[The data]:
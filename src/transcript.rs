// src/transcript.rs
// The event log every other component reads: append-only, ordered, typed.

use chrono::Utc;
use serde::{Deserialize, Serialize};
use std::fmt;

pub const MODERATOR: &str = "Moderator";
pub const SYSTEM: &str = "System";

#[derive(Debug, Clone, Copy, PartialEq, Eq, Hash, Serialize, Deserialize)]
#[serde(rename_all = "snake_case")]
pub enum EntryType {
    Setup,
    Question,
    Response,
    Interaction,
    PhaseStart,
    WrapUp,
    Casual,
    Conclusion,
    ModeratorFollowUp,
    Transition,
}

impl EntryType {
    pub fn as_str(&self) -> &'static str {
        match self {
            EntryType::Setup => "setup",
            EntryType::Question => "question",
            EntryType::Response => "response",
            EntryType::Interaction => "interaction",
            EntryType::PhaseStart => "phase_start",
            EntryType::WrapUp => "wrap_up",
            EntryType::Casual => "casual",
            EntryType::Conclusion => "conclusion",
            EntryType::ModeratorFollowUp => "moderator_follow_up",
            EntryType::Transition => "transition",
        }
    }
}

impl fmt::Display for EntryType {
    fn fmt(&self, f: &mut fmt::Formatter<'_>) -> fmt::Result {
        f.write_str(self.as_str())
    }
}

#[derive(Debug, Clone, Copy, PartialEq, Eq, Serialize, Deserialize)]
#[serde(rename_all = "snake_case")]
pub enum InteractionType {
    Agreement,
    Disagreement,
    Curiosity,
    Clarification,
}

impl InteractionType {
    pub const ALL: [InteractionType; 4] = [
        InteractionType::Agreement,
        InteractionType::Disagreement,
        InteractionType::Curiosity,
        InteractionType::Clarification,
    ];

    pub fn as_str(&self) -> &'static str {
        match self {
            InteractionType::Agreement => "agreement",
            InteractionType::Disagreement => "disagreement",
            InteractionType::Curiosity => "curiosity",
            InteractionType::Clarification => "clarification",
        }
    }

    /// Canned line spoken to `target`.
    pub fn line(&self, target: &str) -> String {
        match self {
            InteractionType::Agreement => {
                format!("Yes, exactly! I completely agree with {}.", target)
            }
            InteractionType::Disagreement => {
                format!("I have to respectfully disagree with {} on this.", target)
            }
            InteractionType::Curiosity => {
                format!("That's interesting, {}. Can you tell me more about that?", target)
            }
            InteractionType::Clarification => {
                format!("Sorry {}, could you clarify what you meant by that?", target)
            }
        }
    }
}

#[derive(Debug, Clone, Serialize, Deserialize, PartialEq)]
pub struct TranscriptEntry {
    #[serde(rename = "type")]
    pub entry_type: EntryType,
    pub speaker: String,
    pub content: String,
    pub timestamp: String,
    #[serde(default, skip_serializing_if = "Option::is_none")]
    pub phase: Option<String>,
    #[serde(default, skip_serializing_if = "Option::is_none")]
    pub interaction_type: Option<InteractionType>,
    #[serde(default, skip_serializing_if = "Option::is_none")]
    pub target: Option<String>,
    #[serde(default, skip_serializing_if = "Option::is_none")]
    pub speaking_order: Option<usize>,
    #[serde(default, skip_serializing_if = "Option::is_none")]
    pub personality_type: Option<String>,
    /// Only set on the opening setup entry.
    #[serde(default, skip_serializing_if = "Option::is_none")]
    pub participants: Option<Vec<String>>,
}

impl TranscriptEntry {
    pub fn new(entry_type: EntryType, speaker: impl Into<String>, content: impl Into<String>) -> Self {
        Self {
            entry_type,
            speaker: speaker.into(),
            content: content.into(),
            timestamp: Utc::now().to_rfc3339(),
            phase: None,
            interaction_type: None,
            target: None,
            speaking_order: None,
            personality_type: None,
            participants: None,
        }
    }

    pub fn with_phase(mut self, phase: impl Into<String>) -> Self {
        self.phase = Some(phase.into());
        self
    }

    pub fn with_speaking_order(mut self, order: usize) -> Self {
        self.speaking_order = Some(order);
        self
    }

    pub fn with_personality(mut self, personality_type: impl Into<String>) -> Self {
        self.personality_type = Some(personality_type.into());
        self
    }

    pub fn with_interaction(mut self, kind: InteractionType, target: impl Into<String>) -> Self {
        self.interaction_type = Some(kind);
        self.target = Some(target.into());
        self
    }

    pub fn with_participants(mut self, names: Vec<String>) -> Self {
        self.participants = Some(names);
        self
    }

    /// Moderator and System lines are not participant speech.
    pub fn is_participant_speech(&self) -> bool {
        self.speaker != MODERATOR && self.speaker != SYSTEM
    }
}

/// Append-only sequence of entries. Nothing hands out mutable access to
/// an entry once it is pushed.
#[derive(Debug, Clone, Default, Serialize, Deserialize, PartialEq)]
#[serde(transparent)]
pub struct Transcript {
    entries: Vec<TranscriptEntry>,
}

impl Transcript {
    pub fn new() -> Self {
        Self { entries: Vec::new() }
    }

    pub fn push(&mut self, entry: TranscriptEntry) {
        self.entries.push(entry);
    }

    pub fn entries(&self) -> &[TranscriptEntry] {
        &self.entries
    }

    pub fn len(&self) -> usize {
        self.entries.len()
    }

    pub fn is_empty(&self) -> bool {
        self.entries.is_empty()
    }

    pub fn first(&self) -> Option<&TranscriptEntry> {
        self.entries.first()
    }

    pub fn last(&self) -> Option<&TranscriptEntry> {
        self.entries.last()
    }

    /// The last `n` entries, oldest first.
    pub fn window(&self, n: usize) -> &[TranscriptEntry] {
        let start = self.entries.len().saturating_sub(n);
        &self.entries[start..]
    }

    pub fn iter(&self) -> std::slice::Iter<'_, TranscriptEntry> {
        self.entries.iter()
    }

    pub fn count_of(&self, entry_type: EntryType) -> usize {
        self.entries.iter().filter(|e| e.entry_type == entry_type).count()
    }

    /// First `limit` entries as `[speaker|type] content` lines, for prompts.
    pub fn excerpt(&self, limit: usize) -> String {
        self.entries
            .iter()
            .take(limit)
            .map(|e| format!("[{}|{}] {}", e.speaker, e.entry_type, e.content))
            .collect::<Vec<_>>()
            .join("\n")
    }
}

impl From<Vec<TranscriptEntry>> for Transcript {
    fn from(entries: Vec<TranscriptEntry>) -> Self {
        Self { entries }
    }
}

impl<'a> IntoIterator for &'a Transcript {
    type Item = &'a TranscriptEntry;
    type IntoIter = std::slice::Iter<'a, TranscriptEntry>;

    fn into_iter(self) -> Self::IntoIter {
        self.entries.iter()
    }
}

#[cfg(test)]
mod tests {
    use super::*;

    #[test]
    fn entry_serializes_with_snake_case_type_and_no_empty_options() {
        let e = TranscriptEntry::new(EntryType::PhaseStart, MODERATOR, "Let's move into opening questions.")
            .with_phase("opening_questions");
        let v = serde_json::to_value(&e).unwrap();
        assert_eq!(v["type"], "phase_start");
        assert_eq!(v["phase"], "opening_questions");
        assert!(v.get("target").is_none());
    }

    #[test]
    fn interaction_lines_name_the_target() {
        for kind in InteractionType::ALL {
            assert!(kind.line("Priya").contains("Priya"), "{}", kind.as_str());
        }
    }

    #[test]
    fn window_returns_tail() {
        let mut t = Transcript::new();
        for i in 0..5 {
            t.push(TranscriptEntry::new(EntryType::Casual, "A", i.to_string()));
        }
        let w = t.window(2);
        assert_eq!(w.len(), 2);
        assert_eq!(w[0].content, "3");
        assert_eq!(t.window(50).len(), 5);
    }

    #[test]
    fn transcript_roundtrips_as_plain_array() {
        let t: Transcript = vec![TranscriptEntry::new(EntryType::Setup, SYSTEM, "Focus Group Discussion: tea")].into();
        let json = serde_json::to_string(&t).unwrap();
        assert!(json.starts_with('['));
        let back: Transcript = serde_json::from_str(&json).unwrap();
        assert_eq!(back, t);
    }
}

[About this task]: Check every line of the data above for the string "timestamp", and copy those that have it.

[Response area]:
    pub timestamp: String,
            timestamp: Utc::now().to_rfc3339(),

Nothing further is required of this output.